[REQUIRED ACTION]
Word for word, print every entry below.

[THE DATA]

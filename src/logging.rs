use tracing_subscriber::EnvFilter;

/// Installs the global subscriber. `RUST_LOG` overrides the default filter,
/// e.g. `RUST_LOG=glquad=debug` to see every buffer and program come and go.
pub fn init_tracing() {
    let filter = EnvFilter::try_from_default_env().unwrap_or_else(|_| EnvFilter::new("info"));

    let _ = tracing_subscriber::fmt()
        .with_env_filter(filter)
        .with_target(true)
        .with_line_number(true)
        .compact()
        .try_init();
}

[EXERCISE OUTPUT]
filename src/logging.rs
use tracing_subscriber::EnvFilter;

/// Installs the global subscriber. `RUST_LOG` overrides the default filter,
/// e.g. `RUST_LOG=glquad=debug` to see every buffer and program come and go.
pub fn init_tracing() {
    let filter = EnvFilter::try_from_default_env().unwrap_or_else(|_| EnvFilter::new("info"));

    let _ = tracing_subscriber::fmt()
        .with_env_filter(filter)
        .with_target(true)
        .with_line_number(true)
        .compact()
        .try_init();
}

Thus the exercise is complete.